_HOW TO COMPLETE THIS TASK_: Repeat exactly the lines of the entries below from the one with "self.header_map().map(|h| (*h).clone()).unwrap_or_default()" through the one with "fn header_map(&self) ->", both ends included, and nothing else.

[Collected data entries]
//! Pooled request wrappers.
//!
//! A [`Request`] reads through to the native request handle. Headers and
//! cookies are materialized on first use and cached for the rest of the
//! request. [`Request::preserve`] copies everything into an owned
//! [`RequestSnapshot`] that survives the wrapper.

use std::collections::HashMap;
use std::fmt;
use std::rc::Rc;

use rivet_core::extension::{Extensible, Extensions};
use rivet_core::pool::{Poolable, Pooled};
use rivet_core::transport::{NativeRequest, Token};

use crate::cookie::CookieJar;

/// Per-request state of a pooled request wrapper.
#[derive(Default)]
pub struct RequestState {
    native: Option<Rc<dyn NativeRequest>>,
    headers: Option<Rc<HashMap<String, String>>>,
    cookies: Option<Rc<CookieJar>>,
    extensions: Extensions<Request>,
}

impl Poolable for RequestState {
    type Native = dyn NativeRequest;
    type Handle = Request;

    fn detached() -> Self {
        Self::default()
    }

    fn bind(&mut self, native: Rc<dyn NativeRequest>) {
        self.native = Some(native);
    }

    fn reset(&mut self) {
        self.native = None;
        self.headers = None;
        self.cookies = None;
    }

    fn extensions_mut(&mut self) -> &mut Extensions<Request> {
        &mut self.extensions
    }
}

/// An incoming HTTP request.
///
/// Cheap to clone. Once the request is finished the wrapper goes back to
/// its pool and every accessor returns an empty value.
#[derive(Clone)]
pub struct Request {
    handle: Pooled<RequestState>,
}

impl Request {
    pub(crate) fn from_handle(handle: Pooled<RequestState>) -> Self {
        Self { handle }
    }

    pub(crate) fn handle(&self) -> &Pooled<RequestState> {
        &self.handle
    }

    fn native(&self) -> Option<Rc<dyn NativeRequest>> {
        self.handle.with(|state| state.native.clone()).flatten()
    }

    /// Engine token of this wrapper.
    pub fn token(&self) -> Token {
        self.handle.token()
    }

    /// `true` until the request is finished.
    pub fn is_live(&self) -> bool {
        self.handle.is_live()
    }

    /// Upper-case method name.
    pub fn method(&self) -> String {
        self.native().map(|n| n.method()).unwrap_or_default()
    }

    /// Path without the query string.
    pub fn url(&self) -> String {
        self.native().map(|n| n.url()).unwrap_or_default()
    }

    /// Path plus `?query` when a query string is present.
    pub fn full_url(&self) -> String {
        let Some(native) = self.native() else {
            return String::new();
        };
        let query = native.query_string();
        if query.is_empty() {
            native.url()
        } else {
            format!("{}?{}", native.url(), query)
        }
    }

    /// Raw query string without the leading `?`.
    pub fn query_string(&self) -> String {
        self.native().map(|n| n.query_string()).unwrap_or_default()
    }

    /// Decoded value of one query parameter.
    pub fn query(&self, key: &str) -> Option<String> {
        self.native()?.query(key)
    }

    /// Every query parameter, percent-decoded, in arrival order per key.
    pub fn queries(&self) -> HashMap<String, Vec<String>> {
        parse_queries(&self.query_string())
    }

    /// Route parameter by position.
    pub fn parameter(&self, index: usize) -> Option<String> {
        self.native()?.parameter(index)
    }

    /// All route parameters in pattern order.
    pub fn parameters(&self) -> Vec<String> {
        let Some(native) = self.native() else {
            return Vec::new();
        };
        (0..).map_while(|i| native.parameter(i)).collect()
    }

    /// Header by name, case-insensitive. The first occurrence wins.
    pub fn header(&self, name: &str) -> Option<String> {
        let name = name.to_ascii_lowercase();
        if let Some(headers) = self.handle.with(|state| state.headers.clone()).flatten() {
            return headers.get(&name).cloned();
        }
        self.native()?.header(&name)
    }

    /// Every header, keyed by lower-case name.
    pub fn headers(&self) -> HashMap<String, String> {
        self.header_map().map(|h| (*h).clone()).unwrap_or_default()
    }

    /// Visits every header in arrival order, duplicates included.
    pub fn for_each_header(&self, mut visit: impl FnMut(&str, &str)) {
        if let Some(native) = self.native() {
            native.for_each_header(&mut visit);
        }
    }

    fn header_map(&self) -> Option<Rc<HashMap<String, String>>> {
        if let Some(headers) = self.handle.with(|state| state.headers.clone()).flatten() {
            return Some(headers);
        }
        let native = self.native()?;
        let mut headers = HashMap::new();
        native.for_each_header(&mut |name, value| {
            headers
                .entry(name.to_ascii_lowercase())
                .or_insert_with(|| value.to_string());
        });
        let headers = Rc::new(headers);
        self.handle
            .with_mut(|state| state.headers = Some(Rc::clone(&headers)));
        Some(headers)
    }

    /// Cookie sent by the client.
    pub fn cookie(&self, name: &str) -> Option<String> {
        self.cookie_jar()?.get(name).map(str::to_string)
    }

    fn cookie_jar(&self) -> Option<Rc<CookieJar>> {
        if let Some(jar) = self.handle.with(|state| state.cookies.clone()).flatten() {
            return Some(jar);
        }
        let jar = Rc::new(
            self.header("cookie")
                .map(|raw| CookieJar::parse(&raw))
                .unwrap_or_default(),
        );
        self.handle.with_mut(|state| state.cookies = Some(Rc::clone(&jar)))?;
        Some(jar)
    }

    /// Lets the engine try the next matching route after this handler.
    pub fn set_yield(&self, yield_to_next: bool) -> &Self {
        if let Some(native) = self.native() {
            native.set_yield(yield_to_next);
        }
        self
    }

    /// The current fall-through flag.
    pub fn get_yield(&self) -> bool {
        self.native().is_some_and(|n| n.get_yield())
    }

    /// `true` for HTTP/1.0 peers.
    pub fn is_ancient(&self) -> bool {
        self.native().is_some_and(|n| n.is_ancient())
    }

    /// Copies everything readable into an owned snapshot.
    ///
    /// Returns `None` once the request is finished.
    pub fn preserve(&self) -> Option<RequestSnapshot> {
        let native = self.native()?;
        let headers = self.header_map()?;
        let cookies = self.cookie_jar()?;
        let parameters = (0..).map_while(|i| native.parameter(i)).collect();
        let query_string = native.query_string();
        Some(RequestSnapshot {
            method: native.method(),
            url: native.url(),
            queries: parse_queries(&query_string),
            query_string,
            parameters,
            headers: (*headers).clone(),
            cookies: (*cookies).clone(),
        })
    }
}

impl Extensible for Request {
    fn with_extensions<R>(&self, f: impl FnOnce(&mut Extensions<Self>) -> R) -> Option<R> {
        self.handle.with_mut(|state| f(&mut state.extensions))
    }
}

impl fmt::Debug for Request {
    fn fmt(&self, f: &mut fmt::Formatter<'_>) -> fmt::Result {
        f.debug_struct("Request")
            .field("token", &self.token())
            .field("method", &self.method())
            .field("url", &self.url())
            .finish()
    }
}

/// Owned copy of a request, independent of the engine.
#[derive(Debug, Clone, Default, PartialEq, Eq)]
pub struct RequestSnapshot {
    method: String,
    url: String,
    query_string: String,
    queries: HashMap<String, Vec<String>>,
    parameters: Vec<String>,
    headers: HashMap<String, String>,
    cookies: CookieJar,
}

impl RequestSnapshot {
    /// Upper-case method name.
    pub fn method(&self) -> &str {
        &self.method
    }

    /// Path without the query string.
    pub fn url(&self) -> &str {
        &self.url
    }

    /// Path plus `?query` when a query string is present.
    pub fn full_url(&self) -> String {
        if self.query_string.is_empty() {
            self.url.clone()
        } else {
            format!("{}?{}", self.url, self.query_string)
        }
    }

    /// Raw query string.
    pub fn query_string(&self) -> &str {
        &self.query_string
    }

    /// First value of a query parameter.
    pub fn query(&self, key: &str) -> Option<&str> {
        self.queries.get(key)?.first().map(String::as_str)
    }

    /// Every query parameter.
    pub fn queries(&self) -> &HashMap<String, Vec<String>> {
        &self.queries
    }

    /// Route parameter by position.
    pub fn parameter(&self, index: usize) -> Option<&str> {
        self.parameters.get(index).map(String::as_str)
    }

    /// All route parameters.
    pub fn parameters(&self) -> &[String] {
        &self.parameters
    }

    /// Header by name, case-insensitive.
    pub fn header(&self, name: &str) -> Option<&str> {
        self.headers
            .get(&name.to_ascii_lowercase())
            .map(String::as_str)
    }

    /// Every header, keyed by lower-case name.
    pub fn headers(&self) -> &HashMap<String, String> {
        &self.headers
    }

    /// Cookie sent by the client.
    pub fn cookie(&self, name: &str) -> Option<&str> {
        self.cookies.get(name)
    }
}

fn parse_queries(query_string: &str) -> HashMap<String, Vec<String>> {
    let pairs: Vec<(String, String)> =
        serde_urlencoded::from_str(query_string).unwrap_or_default();
    let mut queries: HashMap<String, Vec<String>> = HashMap::new();
    for (key, value) in pairs {
        queries.entry(key).or_default().push(value);
    }
    queries
}

#[cfg(test)]
mod tests {
    use super::*;
    use rivet_core::pool::Pool;
    use std::cell::Cell;

    struct FakeRequest {
        headers: Vec<(&'static str, &'static str)>,
        query: &'static str,
        params: Vec<&'static str>,
        header_walks: Cell<u32>,
    }

    impl FakeRequest {
        fn new() -> Rc<Self> {
            Rc::new(Self {
                headers: vec![
                    ("Host", "example.com"),
                    ("X-Trace", "first"),
                    ("x-trace", "second"),
                    ("Cookie", "session=abc; theme=dark%20blue"),
                ],
                query: "a=1&b=two%20words&a=3",
                params: vec!["42", "edit"],
                header_walks: Cell::new(0),
            })
        }
    }

    impl NativeRequest for FakeRequest {
        fn method(&self) -> String {
            "GET".to_string()
        }
        fn url(&self) -> String {
            "/users/42/edit".to_string()
        }
        fn query_string(&self) -> String {
            self.query.to_string()
        }
        fn query(&self, key: &str) -> Option<String> {
            parse_queries(self.query).get(key)?.first().cloned()
        }
        fn parameter(&self, index: usize) -> Option<String> {
            self.params.get(index).map(|p| (*p).to_string())
        }
        fn header(&self, name: &str) -> Option<String> {
            self.headers
                .iter()
                .find(|(k, _)| k.eq_ignore_ascii_case(name))
                .map(|(_, v)| (*v).to_string())
        }
        fn for_each_header(&self, visit: &mut dyn FnMut(&str, &str)) {
            self.header_walks.set(self.header_walks.get() + 1);
            for (k, v) in &self.headers {
                visit(k, v);
            }
        }
        fn set_yield(&self, _yield_to_next: bool) {}
        fn get_yield(&self) -> bool {
            false
        }
        fn is_ancient(&self) -> bool {
            false
        }
    }

    fn acquire(pool: &Pool<RequestState>, native: Rc<FakeRequest>) -> Request {
        Request::from_handle(pool.acquire(native))
    }

    #[test]
    fn test_request_line_accessors() {
        let pool = Pool::new("request", 1);
        let req = acquire(&pool, FakeRequest::new());

        assert_eq!(req.method(), "GET");
        assert_eq!(req.url(), "/users/42/edit");
        assert_eq!(req.full_url(), "/users/42/edit?a=1&b=two%20words&a=3");
        assert_eq!(req.parameter(0).as_deref(), Some("42"));
        assert_eq!(req.parameters(), vec!["42", "edit"]);
    }

    #[test]
    fn test_queries_are_multi_valued_and_decoded() {
        let pool = Pool::new("request", 1);
        let req = acquire(&pool, FakeRequest::new());

        let queries = req.queries();
        assert_eq!(queries["a"], vec!["1", "3"]);
        assert_eq!(queries["b"], vec!["two words"]);
        assert_eq!(req.query("a").as_deref(), Some("1"));
    }

    #[test]
    fn test_headers_lowercase_first_wins_and_cached() {
        let pool = Pool::new("request", 1);
        let native = FakeRequest::new();
        let req = acquire(&pool, Rc::clone(&native));

        let headers = req.headers();
        assert_eq!(headers.get("x-trace").map(String::as_str), Some("first"));
        assert_eq!(headers.get("host").map(String::as_str), Some("example.com"));
        let _ = req.headers();
        assert_eq!(req.header("X-TRACE").as_deref(), Some("first"));
        assert_eq!(native.header_walks.get(), 1);
    }

    #[test]
    fn test_cookies_parsed_lazily() {
        let pool = Pool::new("request", 1);
        let req = acquire(&pool, FakeRequest::new());

        assert_eq!(req.cookie("session").as_deref(), Some("abc"));
        assert_eq!(req.cookie("theme").as_deref(), Some("dark blue"));
        assert_eq!(req.cookie("missing"), None);
    }

    #[test]
    fn test_released_request_reads_empty() {
        let pool = Pool::new("request", 1);
        let req = acquire(&pool, FakeRequest::new());
        let _ = req.headers();
        assert!(pool.release(req.handle()));

        assert!(!req.is_live());
        assert_eq!(req.method(), "");
        assert!(req.header("host").is_none());
        assert!(req.preserve().is_none());

        let next = acquire(&pool, FakeRequest::new());
        assert!(next.handle.with(|s| s.headers.is_none()).unwrap_or(false));
    }

    #[test]
    fn test_preserve_outlives_release() {
        let pool = Pool::new("request", 1);
        let req = acquire(&pool, FakeRequest::new());
        let snapshot = req.preserve().unwrap();
        pool.release(req.handle());

        assert_eq!(snapshot.method(), "GET");
        assert_eq!(snapshot.header("Host"), Some("example.com"));
        assert_eq!(snapshot.query("b"), Some("two words"));
        assert_eq!(snapshot.parameter(1), Some("edit"));
        assert_eq!(snapshot.cookie("session"), Some("abc"));
        assert_eq!(snapshot.full_url(), "/users/42/edit?a=1&b=two%20words&a=3");
    }
}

_REPLY_:
        self.header_map().map(|h| (*h).clone()).unwrap_or_default()
    }

    /// Visits every header in arrival order, duplicates included.
    pub fn for_each_header(&self, mut visit: impl FnMut(&str, &str)) {
        if let Some(native) = self.native() {
            native.for_each_header(&mut visit);
        }
    }

    fn header_map(&self) -> Option<Rc<HashMap<String, String>>> {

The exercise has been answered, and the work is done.